Spiders spin webs to catch insects for dinner. It turns out certain human immune cells, called neutrophils, do something similar to trap bacteria in people who develop sepsis, an uncontrolled, systemic infection that poses a major challenge in hospitals.

When activated to catch sepsis-causing bacteria or other pathogens, neutrophils rupture and spew sticky, spider-like webs made of DNA and antibacterial proteins. Here in red you see one of these so-called neutrophil extracellular traps (NETs) that’s ensnared Staphylococcus aureus (green), a type of bacteria known for causing a range of illnesses from skin infections to pneumonia.

Yet this image, which comes from Kandace Gollomp and Mortimer Poncz at The Children’s Hospital of Philadelphia, is much more than a fascinating picture. It demonstrates a potentially promising new way to treat sepsis.

The researchers’ strategy involves adding a protein called platelet factor 4 (PF4), which is released by clot-forming blood platelets, to the NETs. PF4 readily binds to NETs and enhances their capture of bacteria. A modified antibody (white), which is a little hard to see, coats the PF4-bound NET above. This antibody makes the NETs even better at catching and holding onto bacteria. Other immune cells then come in to engulf and clean up the mess.

Until recently, most discussions about NETs assumed they were causing trouble, and therefore revolved around how to prevent or get rid of them while treating sepsis. But such strategies faced a major obstacle. By the time most people are diagnosed with sepsis, large swaths of these NETs have already been spun. In fact, destroying them might do more harm than good by releasing entrapped bacteria and other toxins into the bloodstream.

In a recent study published in the journal Blood, Gollomp’s team proposed flipping the script [1]. Rather than prevent or destroy NETs, why not modify them to work even better to fight sepsis? Their idea: Make NETs even stickier to catch more bacteria. This would lower the number of bacteria and help people recover from sepsis.

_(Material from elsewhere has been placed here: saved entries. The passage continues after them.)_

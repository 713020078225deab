//! Export command implementation.
//!
//! Sanitizes a transcript and either publishes it to the share store or,
//! with `--output`, writes it (plus its metadata sidecar) to a file.

use std::path::Path;

use colored::Colorize;

use crate::cli::ExportArgs;
use crate::config::resolve_store_dir;
use crate::error::Result;
use crate::store::DirectoryStore;
use crate::transcript::{ExportStats, Exporter};

/// Execute the export command.
///
/// # Errors
///
/// Returns an error if the source cannot be read, holds no usable messages,
/// or the result cannot be written.
pub fn execute(args: &ExportArgs, store: Option<&Path>, json: bool) -> Result<()> {
    let exporter = match &args.base_path {
        Some(base) => Exporter::with_base_path(base.clone()),
        None => Exporter::new(),
    };
    let exported = exporter.export_file(&args.source)?;

    if let Some(output) = &args.output {
        let sidecar = exported.write_to(output)?;
        if json {
            let payload = serde_json::json!({
                "success": true,
                "output": output.display().to_string(),
                "metadata": sidecar.display().to_string(),
                "stats": exported.stats,
            });
            println!("{}", serde_json::to_string(&payload)?);
        } else {
            println!("{} {}", "Exported".green().bold(), output.display());
            print_stats(&exported.stats);
        }
        return Ok(());
    }

    let store_dir = resolve_store_dir(store)?;
    let store = DirectoryStore::new(&store_dir);
    let name = args
        .name
        .clone()
        .or_else(|| {
            args.source
                .file_stem()
                .map(|s| s.to_string_lossy().into_owned())
        })
        .unwrap_or_else(|| "transcript".to_string());
    let id = exported.publish(&store, &name)?;

    if json {
        let payload = serde_json::json!({
            "success": true,
            "id": id,
            "name": name,
            "store": store_dir.display().to_string(),
            "stats": exported.stats,
        });
        println!("{}", serde_json::to_string(&payload)?);
    } else {
        println!("{} {}", "Shared".green().bold(), id.bold());
        print_stats(&exported.stats);
        println!();
        println!("  Import with: tshare import {id}");
    }
    Ok(())
}

fn print_stats(stats: &ExportStats) {
    println!();
    println!("  Messages:          {}", stats.messages);
    if stats.skipped_lines > 0 {
        println!(
            "  Skipped lines:     {}",
            stats.skipped_lines.to_string().yellow()
        );
    }
    let reasoning = stats.sanitized.reasoning_cleared + stats.sanitized.reasoning_blocks_removed;
    if reasoning > 0 {
        println!("  Reasoning removed: {reasoning}");
    }
    if stats.sanitized.secrets_redacted > 0 {
        println!("  Secrets redacted:  {}", stats.sanitized.secrets_redacted);
    }
    println!("  Content hash:      {}", stats.content_hash.dimmed());
}
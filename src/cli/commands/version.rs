//! Version command implementation.

use crate::error::Result;
use crate::transcript::FORMAT;
use serde::Serialize;

#[derive(Serialize)]
struct VersionOutput<'a> {
    version: &'a str,
    build: &'a str,
    format: &'a str,
}

/// Execute the version command.
///
/// # Errors
///
/// Returns an error if JSON serialization fails.
pub fn execute(json: bool) -> Result<()> {
    let version = env!("CARGO_PKG_VERSION");
    let build = if cfg!(debug_assertions) {
        "dev"
    } else {
        "release"
    };

    if json {
        let output = VersionOutput {
            version,
            build,
            format: FORMAT,
        };
        let payload = serde_json::to_string(&output)?;
        println!("{payload}");
        return Ok(());
    }

    println!("tshare version {version} ({build}, {FORMAT})");
    Ok(())
}
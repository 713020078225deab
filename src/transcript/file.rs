//! Transcript file I/O.
//!
//! - Decoding: line-by-line, each line parsed on its own; bad lines are
//!   skipped and reported instead of failing the whole stream
//! - Encoding: one JSON object per line with a trailing newline
//! - Atomic writes: write to temp file, sync to disk, then rename

use std::fs::{self, File};
use std::io::{BufRead, BufReader, BufWriter, Write};
use std::path::{Path, PathBuf};

use serde_json::Value;

use crate::error::{Error, Result};
use crate::transcript::types::{Message, ModelError};

/// Why a non-blank line was dropped by the decoder.
#[derive(Debug, Clone, PartialEq, Eq)]
pub enum SkipReason {
    /// The line is not valid UTF-8.
    InvalidUtf8,
    /// The line is not valid JSON.
    InvalidJson(String),
    /// The line is JSON but not a usable record.
    Record(ModelError),
}

impl std::fmt::Display for SkipReason {
    fn fmt(&self, f: &mut std::fmt::Formatter<'_>) -> std::fmt::Result {
        match self {
            Self::InvalidUtf8 => write!(f, "invalid UTF-8"),
            Self::InvalidJson(message) => write!(f, "invalid JSON: {message}"),
            Self::Record(err) => write!(f, "{err}"),
        }
    }
}

/// A dropped line and the reason it was dropped.
#[derive(Debug, Clone, PartialEq, Eq)]
pub struct SkippedLine {
    /// Line number (1-indexed).
    pub line: usize,
    pub reason: SkipReason,
}

/// Side-channel report of what the decoder saw.
#[derive(Debug, Clone, Default, PartialEq, Eq)]
pub struct DecodeReport {
    /// Total number of lines read, blank ones included.
    pub lines_read: usize,
    /// Number of blank or whitespace-only lines.
    pub blank_lines: usize,
    /// Lines that could not be decoded, in input order.
    pub skipped: Vec<SkippedLine>,
}

/// Result of decoding a transcript: the usable messages plus the report.
#[derive(Debug, Clone, Default)]
pub struct Decoded {
    pub messages: Vec<Message>,
    pub report: DecodeReport,
}

impl Decoded {
    /// Fail if decoding produced no messages.
    ///
    /// An input with nothing but blank lines is [`Error::EmptyInput`]; an
    /// input whose every non-blank line was dropped is
    /// [`Error::NoValidMessages`].
    ///
    /// # Errors
    ///
    /// Returns one of the two errors above when `messages` is empty.
    pub fn require_messages(self) -> Result<Self> {
        if !self.messages.is_empty() {
            return Ok(self);
        }
        if self.report.skipped.is_empty() {
            Err(Error::EmptyInput)
        } else {
            Err(Error::NoValidMessages {
                skipped: self.report.skipped.len(),
            })
        }
    }
}

/// Decode a single non-blank line.
///
/// # Errors
///
/// Returns the reason the line cannot be used.
pub fn decode_line(line: &str) -> std::result::Result<Message, SkipReason> {
    let value: Value =
        serde_json::from_str(line).map_err(|e| SkipReason::InvalidJson(e.to_string()))?;
    Message::from_value(value).map_err(SkipReason::Record)
}

/// Decode a transcript from any buffered reader.
///
/// Lines are read one at a time. Blank lines are skipped silently, lines
/// that fail to decode are logged and recorded in the report, and the
/// remaining messages are returned in input order.
///
/// # Errors
///
/// Returns an error only if the reader itself fails.
pub fn decode_reader<R: BufRead>(mut reader: R) -> std::io::Result<Decoded> {
    let mut decoded = Decoded::default();
    let mut buf = Vec::new();

    loop {
        buf.clear();
        if reader.read_until(b'\n', &mut buf)? == 0 {
            break;
        }
        decoded.report.lines_read += 1;
        let line_num = decoded.report.lines_read;

        let result = match std::str::from_utf8(&buf) {
            Ok(line) if line.trim().is_empty() => {
                decoded.report.blank_lines += 1;
                continue;
            }
            Ok(line) => decode_line(line.trim()),
            Err(_) => Err(SkipReason::InvalidUtf8),
        };

        match result {
            Ok(message) => decoded.messages.push(message),
            Err(reason) => {
                tracing::warn!(line = line_num, %reason, "skipping transcript line");
                decoded.report.skipped.push(SkippedLine {
                    line: line_num,
                    reason,
                });
            }
        }
    }

    tracing::debug!(
        messages = decoded.messages.len(),
        skipped = decoded.report.skipped.len(),
        "decoded transcript"
    );
    Ok(decoded)
}

/// Decode a transcript file.
///
/// # Errors
///
/// Returns [`Error::Source`] if the file cannot be opened or read. Bad
/// lines are not errors; see [`decode_reader`].
pub fn decode_file(path: &Path) -> Result<Decoded> {
    let source = |source| Error::Source {
        path: path.to_path_buf(),
        source,
    };
    let file = File::open(path).map_err(source)?;
    decode_reader(BufReader::new(file)).map_err(source)
}

/// Serialize messages to transcript text.
///
/// One JSON object per line, in input order, each followed by `\n`.
///
/// # Errors
///
/// Returns an error if a message cannot be serialized.
pub fn encode(messages: &[Message]) -> Result<String> {
    let mut content = String::new();
    for message in messages {
        let line = serde_json::to_string(message)?;
        content.push_str(&line);
        content.push('\n');
    }
    Ok(content)
}

/// Temp file used while writing `path`.
fn temp_path(path: &Path) -> PathBuf {
    let mut name = path.file_name().unwrap_or_default().to_os_string();
    name.push(".tmp");
    path.with_file_name(name)
}

/// Write content to a file atomically.
///
/// This function:
/// 1. Creates any missing parent directories
/// 2. Writes content to a temporary sibling file
/// 3. Calls `fsync` to ensure data is on disk
/// 4. Atomically renames the temp file to the target path
///
/// If any step fails, the temp file is removed and the original file (if
/// any) remains untouched.
///
/// # Errors
///
/// Returns [`Error::Write`] classified as permission denied, out of space,
/// or other.
pub fn atomic_write(path: &Path, content: &str) -> Result<()> {
    if let Some(parent) = path.parent().filter(|p| !p.as_os_str().is_empty()) {
        fs::create_dir_all(parent).map_err(|e| Error::write(parent, e))?;
    }

    let temp_path = temp_path(path);
    let written = (|| -> std::io::Result<()> {
        let file = File::create(&temp_path)?;
        let mut writer = BufWriter::new(file);
        writer.write_all(content.as_bytes())?;
        writer.flush()?;
        writer.get_ref().sync_all()?;
        fs::rename(&temp_path, path)
    })();

    if let Err(e) = written {
        let _ = fs::remove_file(&temp_path);
        return Err(Error::write(path, e));
    }

    Ok(())
}

/// Write messages to a transcript file atomically.
///
/// # Errors
///
/// Returns an error if serialization or the write fails.
pub fn write_transcript(messages: &[Message], path: &Path) -> Result<()> {
    let content = encode(messages)?;
    atomic_write(path, &content)?;
    tracing::info!(path = %path.display(), messages = messages.len(), "wrote transcript");
    Ok(())
}
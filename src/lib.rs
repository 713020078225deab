//! tshare - share coding-assistant transcripts safely
//!
//! This crate provides the core functionality for the `tshare` CLI tool:
//! sanitizing a transcript before it leaves the machine, and importing a
//! shared transcript under fresh identifiers.
//!
//! # Architecture
//!
//! - [`cli`] - Command-line interface using clap
//! - [`transcript`] - Record model, JSONL codec, sanitizer, redactor, remapper
//! - [`store`] - Share store and local projects layout
//! - [`config`] - Configuration management
//! - [`error`] - Error types and handling

#![forbid(unsafe_code)]
#![warn(clippy::pedantic)]
#![allow(clippy::module_name_repetitions)]

pub mod cli;
pub mod config;
pub mod error;
pub mod store;
pub mod transcript;

pub use error::{Error, Result};
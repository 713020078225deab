//! Publishing and fetching shared transcripts.
//!
//! [`TranscriptStore`] is the seam between export/import and wherever shared
//! transcripts live. [`DirectoryStore`] keeps them in a local directory, one
//! subdirectory per share:
//!
//! ```text
//! <root>/<share id>/<name>.jsonl
//! <root>/<share id>/<name>.meta.json
//! ```

use std::fs;
use std::io::ErrorKind;
use std::path::PathBuf;

use uuid::Uuid;

use crate::error::{Error, Result};
use crate::transcript::{ShareMetadata, atomic_write, read_sidecar, write_sidecar};

/// Extension of a stored transcript file.
const TRANSCRIPT_EXT: &str = "jsonl";

/// A transcript retrieved from a store.
#[derive(Debug, Clone)]
pub struct FetchedTranscript {
    pub id: String,
    pub name: String,
    /// Encoded transcript, as stored. Not checked for valid UTF-8 here; the
    /// decoder skips bad lines.
    pub transcript: Vec<u8>,
    pub metadata: Option<ShareMetadata>,
}

/// Somewhere shared transcripts can be published to and fetched from.
pub trait TranscriptStore {
    /// Publish an encoded transcript under `name`, returning its share id.
    ///
    /// # Errors
    ///
    /// Returns an error if the name is unusable or the write fails.
    fn create(&self, name: &str, transcript: &str, metadata: &ShareMetadata) -> Result<String>;

    /// Fetch a previously published transcript.
    ///
    /// # Errors
    ///
    /// Returns [`Error::ShareNotFound`] for an unknown id.
    fn get(&self, id: &str) -> Result<FetchedTranscript>;
}

/// Share store backed by a local directory.
#[derive(Debug, Clone)]
pub struct DirectoryStore {
    root: PathBuf,
}

impl DirectoryStore {
    #[must_use]
    pub fn new(root: impl Into<PathBuf>) -> Self {
        Self { root: root.into() }
    }

    fn share_dir(&self, id: &str) -> Result<PathBuf> {
        if !is_plain_name(id) {
            return Err(Error::ShareNotFound { id: id.to_string() });
        }
        Ok(self.root.join(id))
    }
}

/// A single path component: non-empty, no separators, not `.` or `..`.
fn is_plain_name(name: &str) -> bool {
    !name.is_empty() && name != "." && name != ".." && !name.contains(['/', '\\'])
}

impl TranscriptStore for DirectoryStore {
    fn create(&self, name: &str, transcript: &str, metadata: &ShareMetadata) -> Result<String> {
        let name = name.strip_suffix(".jsonl").unwrap_or(name);
        if !is_plain_name(name) {
            return Err(Error::InvalidArgument(format!(
                "share name must be a plain file name, got '{name}'"
            )));
        }

        let id = Uuid::new_v4().to_string();
        let path = self.share_dir(&id)?.join(format!("{name}.{TRANSCRIPT_EXT}"));
        atomic_write(&path, transcript)?;
        write_sidecar(&path, metadata)?;

        tracing::info!(%id, name, "published transcript");
        Ok(id)
    }

    fn get(&self, id: &str) -> Result<FetchedTranscript> {
        let dir = self.share_dir(id)?;
        let not_found = || Error::ShareNotFound { id: id.to_string() };

        let entries = match fs::read_dir(&dir) {
            Ok(entries) => entries,
            Err(e) if e.kind() == ErrorKind::NotFound => return Err(not_found()),
            Err(source) => return Err(Error::Source { path: dir, source }),
        };

        let mut transcripts = Vec::new();
        for entry in entries {
            let path = entry?.path();
            if path.extension().is_some_and(|ext| ext == TRANSCRIPT_EXT) {
                transcripts.push(path);
            }
        }
        transcripts.sort();
        let path = transcripts.into_iter().next().ok_or_else(not_found)?;

        let transcript = fs::read(&path).map_err(|source| Error::Source {
            path: path.clone(),
            source,
        })?;
        let name = path
            .file_stem()
            .map(|s| s.to_string_lossy().into_owned())
            .unwrap_or_default();

        tracing::debug!(%id, path = %path.display(), "fetched transcript");
        Ok(FetchedTranscript {
            id: id.to_string(),
            name,
            transcript,
            metadata: read_sidecar(&path)?,
        })
    }
}
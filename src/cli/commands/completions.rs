//! Shell completions command implementation.

use crate::cli::{Cli, Shell};
use crate::error::Result;
use clap::CommandFactory;
use clap_complete::{generate, shells};
use std::io;

const BIN: &str = "tshare";

/// Generate shell completions for the specified shell.
pub fn execute(shell: &Shell) -> Result<()> {
    let mut cmd = Cli::command();
    let mut out = io::stdout();

    match shell {
        Shell::Bash => generate(shells::Bash, &mut cmd, BIN, &mut out),
        Shell::Zsh => generate(shells::Zsh, &mut cmd, BIN, &mut out),
        Shell::Fish => generate(shells::Fish, &mut cmd, BIN, &mut out),
        Shell::PowerShell => generate(shells::PowerShell, &mut cmd, BIN, &mut out),
        Shell::Elvish => generate(shells::Elvish, &mut cmd, BIN, &mut out),
    }

    Ok(())
}
//! Import command implementation.
//!
//! Imports a shared transcript (by share id, or from a file with `--file`)
//! into the local projects directory under fresh identifiers. The target
//! project defaults to the current working directory.

use std::path::Path;

use colored::Colorize;

use crate::cli::ImportArgs;
use crate::config::{current_dir_string, resolve_projects_dir, resolve_store_dir};
use crate::error::{Error, Result};
use crate::store::{DirectoryStore, ProjectsLayout};
use crate::transcript::Importer;

/// Execute the import command.
///
/// # Errors
///
/// Returns an error if the share cannot be found or read, holds no usable
/// messages, or cannot be written.
pub fn execute(args: &ImportArgs, store: Option<&Path>, json: bool) -> Result<()> {
    let target_dir = match &args.target_dir {
        Some(dir) => dir.clone(),
        None => current_dir_string()?,
    };
    let layout = ProjectsLayout::new(resolve_projects_dir(args.projects_dir.as_deref())?);
    let importer = Importer::new(&layout, target_dir.clone());

    let stats = match (&args.id, &args.file) {
        (_, Some(file)) => importer.import_file(file)?,
        (Some(id), None) => {
            let store = DirectoryStore::new(resolve_store_dir(store)?);
            importer.import_share(&store, id)?
        }
        (None, None) => {
            return Err(Error::InvalidArgument(
                "pass a share id or --file".to_string(),
            ));
        }
    };

    if json {
        let payload = serde_json::json!({
            "success": true,
            "target": target_dir,
            "stats": stats,
        });
        println!("{}", serde_json::to_string(&payload)?);
        return Ok(());
    }

    println!("{} {}", "Imported".green().bold(), stats.stream_id.bold());
    println!();
    println!("  Messages:      {}", stats.messages);
    if stats.skipped_lines > 0 {
        println!("  Skipped lines: {}", stats.skipped_lines.to_string().yellow());
    }
    match stats.hash_verified {
        Some(true) => println!("  Content hash:  {}", "verified".green()),
        Some(false) => println!("  Content hash:  {}", "MISMATCH".red().bold()),
        None => println!("  Content hash:  {}", "no metadata".dimmed()),
    }
    println!("  Project:       {target_dir}");
    println!("  Location:      {}", stats.path.display());
    Ok(())
}
//! Where imported transcripts land.
//!
//! The local client keeps one directory per project, named by an encoding of
//! the project's directory path. [`StorageLayout`] is that mapping; import
//! takes one as a collaborator so tests can point it at a temp directory.

use std::path::{Path, PathBuf};

/// Mapping from a project directory to the directory holding its transcripts.
pub trait StorageLayout {
    /// Storage key for a project directory.
    fn encode(&self, dir: &str) -> String;

    /// Directory holding the transcripts stored under `key`.
    fn resolve_storage_dir(&self, key: &str) -> PathBuf;

    /// Shorthand for `resolve_storage_dir(&encode(dir))`.
    fn storage_dir_for(&self, dir: &str) -> PathBuf {
        self.resolve_storage_dir(&self.encode(dir))
    }
}

/// `<root>/<encoded project path>/` layout.
///
/// Every character outside `[A-Za-z0-9-]` becomes `-`, so
/// `/home/me/my_proj` is stored under `-home-me-my-proj`. The encoding is not
/// reversible.
#[derive(Debug, Clone)]
pub struct ProjectsLayout {
    root: PathBuf,
}

impl ProjectsLayout {
    #[must_use]
    pub fn new(root: impl Into<PathBuf>) -> Self {
        Self { root: root.into() }
    }

    #[must_use]
    pub fn root(&self) -> &Path {
        &self.root
    }
}

impl StorageLayout for ProjectsLayout {
    fn encode(&self, dir: &str) -> String {
        dir.chars()
            .map(|c| if c.is_ascii_alphanumeric() || c == '-' { c } else { '-' })
            .collect()
    }

    fn resolve_storage_dir(&self, key: &str) -> PathBuf {
        self.root.join(key)
    }
}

Gollomp recalled something lab member Anna Kowalska had noted earlier in unrelated mouse studies. She’d observed that high levels of PF4 were protective in mice with sepsis. Gollomp and her colleagues wondered if the PF4 might also be used to reinforce NETs. Sure enough, Gollomp’s studies showed that PF4 will bind to NETs, causing them to condense and resist break down.

Subsequent studies in mice and with human NETs cast in a synthetic blood vessel suggest that this approach might work. Treatment with PF4 greatly increased the number of bacteria captured by NETs. It also kept NETs intact and holding tightly onto their toxic contents. As a result, mice with sepsis fared better.

Of course, mice are not humans. More study is needed to see if the same strategy can help people with sepsis. For example, it will be important to determine if modified NETs are difficult for the human body to clear. Also, Gollomp thinks this approach might be explored for treating other types of bacterial infections.

Still, the group’s initial findings come as encouraging news for hospital staff and administrators. If all goes well, a future treatment based on this intriguing strategy may one day help to reduce the 270,000 sepsis-related deaths in the U.S. and its estimated more than $24 billion annual price tag for our nation’s hospitals [2, 3].


[1] Fc-modified HIT-like monoclonal antibody as a novel treatment for sepsis. Gollomp K, Sarkar A, Harikumar S, Seeholzer SH, Arepally GM, Hudock K, Rauova L, Kowalska MA, Poncz M. Blood. 2020 Mar 5;135(10):743-754.

[2] Sepsis, Data & Reports, Centers for Disease Control and Prevention, Feb. 14, 2020.

[3] National inpatient hospital costs: The most expensive conditions by payer, 2013: Statistical Brief #204. Torio CM, Moore BJ. Healthcare Cost and Utilization Project (HCUP) Statistical Briefs. Agency for Healthcare Research and Quality (US); 2016 May.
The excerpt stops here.